== How to complete this task ==
Copy all of the entries that follow, exactly.

□ □ □

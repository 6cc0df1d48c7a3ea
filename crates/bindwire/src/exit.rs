use std::fmt;
use std::io;

use bindwire_checksum::ChecksumError;
use bindwire_teleinfo::TeleinfoError;
use bindwire_vbus::VbusError;

pub const SUCCESS: i32 = 0;
/// A checksum was verified and did not match.
pub const FAILURE: i32 = 1;
pub const PERMISSION_DENIED: i32 = 50;
pub const DATA_INVALID: i32 = 60;
pub const USAGE: i32 = 64;
pub const INTERNAL: i32 = 125;

pub type CliResult<T> = Result<T, CliError>;

#[derive(Debug)]
pub struct CliError {
    pub code: i32,
    pub message: String,
}

impl CliError {
    pub fn new(code: i32, message: impl Into<String>) -> Self {
        Self {
            code,
            message: message.into(),
        }
    }
}

impl fmt::Display for CliError {
    fn fmt(&self, f: &mut fmt::Formatter<'_>) -> fmt::Result {
        write!(f, "{}", self.message)
    }
}

impl std::error::Error for CliError {}

pub fn io_error(context: &str, err: io::Error) -> CliError {
    let code = match err.kind() {
        io::ErrorKind::PermissionDenied => PERMISSION_DENIED,
        io::ErrorKind::NotFound => USAGE,
        io::ErrorKind::InvalidData => DATA_INVALID,
        _ => INTERNAL,
    };
    CliError::new(code, format!("{context}: {err}"))
}

pub fn checksum_error(context: &str, err: ChecksumError) -> CliError {
    CliError::new(DATA_INVALID, format!("{context}: {err}"))
}

pub fn teleinfo_error(context: &str, err: TeleinfoError) -> CliError {
    CliError::new(DATA_INVALID, format!("{context}: {err}"))
}

pub fn vbus_error(context: &str, err: VbusError) -> CliError {
    match err {
        VbusError::Io(source) => io_error(context, source),
        VbusError::ConnectionClosed => CliError::new(FAILURE, format!("{context}: {err}")),
        VbusError::Unrepresentable { .. }
        | VbusError::PayloadLength { .. }
        | VbusError::TooManyFrames { .. } => CliError::new(USAGE, format!("{context}: {err}")),
        VbusError::InvalidChecksum { .. }
        | VbusError::MsbSet { .. }
        | VbusError::UnsupportedProtocol(_) => {
            CliError::new(DATA_INVALID, format!("{context}: {err}"))
        }
    }
}

#[cfg(test)]
mod tests {
    use super::*;

    #[test]
    fn io_errors_map_by_kind() {
        let err = io_error("read", io::Error::from(io::ErrorKind::NotFound));
        assert_eq!(err.code, USAGE);
        assert!(err.message.starts_with("read: "));

        let err = io_error("read", io::Error::from(io::ErrorKind::PermissionDenied));
        assert_eq!(err.code, PERMISSION_DENIED);

        let err = io_error("read", io::Error::from(io::ErrorKind::BrokenPipe));
        assert_eq!(err.code, INTERNAL);
    }

    #[test]
    fn vbus_errors_split_usage_and_data() {
        let usage = vbus_error(
            "encode",
            VbusError::Unrepresentable {
                field: "source",
                value: 0x80,
            },
        );
        assert_eq!(usage.code, USAGE);

        let data = vbus_error("decode", VbusError::UnsupportedProtocol(0x40));
        assert_eq!(data.code, DATA_INVALID);
        assert_eq!(data.to_string(), "decode: unsupported protocol version 0x40");
    }

    #[test]
    fn teleinfo_and_checksum_errors_are_data_invalid() {
        let err = teleinfo_error("parse", TeleinfoError::DuplicateLabel("ADCO".to_string()));
        assert_eq!(err.code, DATA_INVALID);

        let err = checksum_error("crc", ChecksumError::TooShort { len: 1, needed: 4 });
        assert_eq!(err.code, DATA_INVALID);
    }
}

□ □ □

== Answer to this exercise ==
repository 6cc0df1d48c7a3ea
filename crates/bindwire/src/exit.rs
use std::fmt;
use std::io;

use bindwire_checksum::ChecksumError;
use bindwire_teleinfo::TeleinfoError;
use bindwire_vbus::VbusError;

pub const SUCCESS: i32 = 0;
/// A checksum was verified and did not match.
pub const FAILURE: i32 = 1;
pub const PERMISSION_DENIED: i32 = 50;
pub const DATA_INVALID: i32 = 60;
pub const USAGE: i32 = 64;
pub const INTERNAL: i32 = 125;

pub type CliResult<T> = Result<T, CliError>;

#[derive(Debug)]
pub struct CliError {
    pub code: i32,
    pub message: String,
}

impl CliError {
    pub fn new(code: i32, message: impl Into<String>) -> Self {
        Self {
            code,
            message: message.into(),
        }
    }
}

impl fmt::Display for CliError {
    fn fmt(&self, f: &mut fmt::Formatter<'_>) -> fmt::Result {
        write!(f, "{}", self.message)
    }
}

impl std::error::Error for CliError {}

pub fn io_error(context: &str, err: io::Error) -> CliError {
    let code = match err.kind() {
        io::ErrorKind::PermissionDenied => PERMISSION_DENIED,
        io::ErrorKind::NotFound => USAGE,
        io::ErrorKind::InvalidData => DATA_INVALID,
        _ => INTERNAL,
    };
    CliError::new(code, format!("{context}: {err}"))
}

pub fn checksum_error(context: &str, err: ChecksumError) -> CliError {
    CliError::new(DATA_INVALID, format!("{context}: {err}"))
}

pub fn teleinfo_error(context: &str, err: TeleinfoError) -> CliError {
    CliError::new(DATA_INVALID, format!("{context}: {err}"))
}

pub fn vbus_error(context: &str, err: VbusError) -> CliError {
    match err {
        VbusError::Io(source) => io_error(context, source),
        VbusError::ConnectionClosed => CliError::new(FAILURE, format!("{context}: {err}")),
        VbusError::Unrepresentable { .. }
        | VbusError::PayloadLength { .. }
        | VbusError::TooManyFrames { .. } => CliError::new(USAGE, format!("{context}: {err}")),
        VbusError::InvalidChecksum { .. }
        | VbusError::MsbSet { .. }
        | VbusError::UnsupportedProtocol(_) => {
            CliError::new(DATA_INVALID, format!("{context}: {err}"))
        }
    }
}

#[cfg(test)]
mod tests {
    use super::*;

    #[test]
    fn io_errors_map_by_kind() {
        let err = io_error("read", io::Error::from(io::ErrorKind::NotFound));
        assert_eq!(err.code, USAGE);
        assert!(err.message.starts_with("read: "));

        let err = io_error("read", io::Error::from(io::ErrorKind::PermissionDenied));
        assert_eq!(err.code, PERMISSION_DENIED);

        let err = io_error("read", io::Error::from(io::ErrorKind::BrokenPipe));
        assert_eq!(err.code, INTERNAL);
    }

    #[test]
    fn vbus_errors_split_usage_and_data() {
        let usage = vbus_error(
            "encode",
            VbusError::Unrepresentable {
                field: "source",
                value: 0x80,
            },
        );
        assert_eq!(usage.code, USAGE);

        let data = vbus_error("decode", VbusError::UnsupportedProtocol(0x40));
        assert_eq!(data.code, DATA_INVALID);
        assert_eq!(data.to_string(), "decode: unsupported protocol version 0x40");
    }

    #[test]
    fn teleinfo_and_checksum_errors_are_data_invalid() {
        let err = teleinfo_error("parse", TeleinfoError::DuplicateLabel("ADCO".to_string()));
        assert_eq!(err.code, DATA_INVALID);

        let err = checksum_error("crc", ChecksumError::TooShort { len: 1, needed: 4 });
        assert_eq!(err.code, DATA_INVALID);
    }
}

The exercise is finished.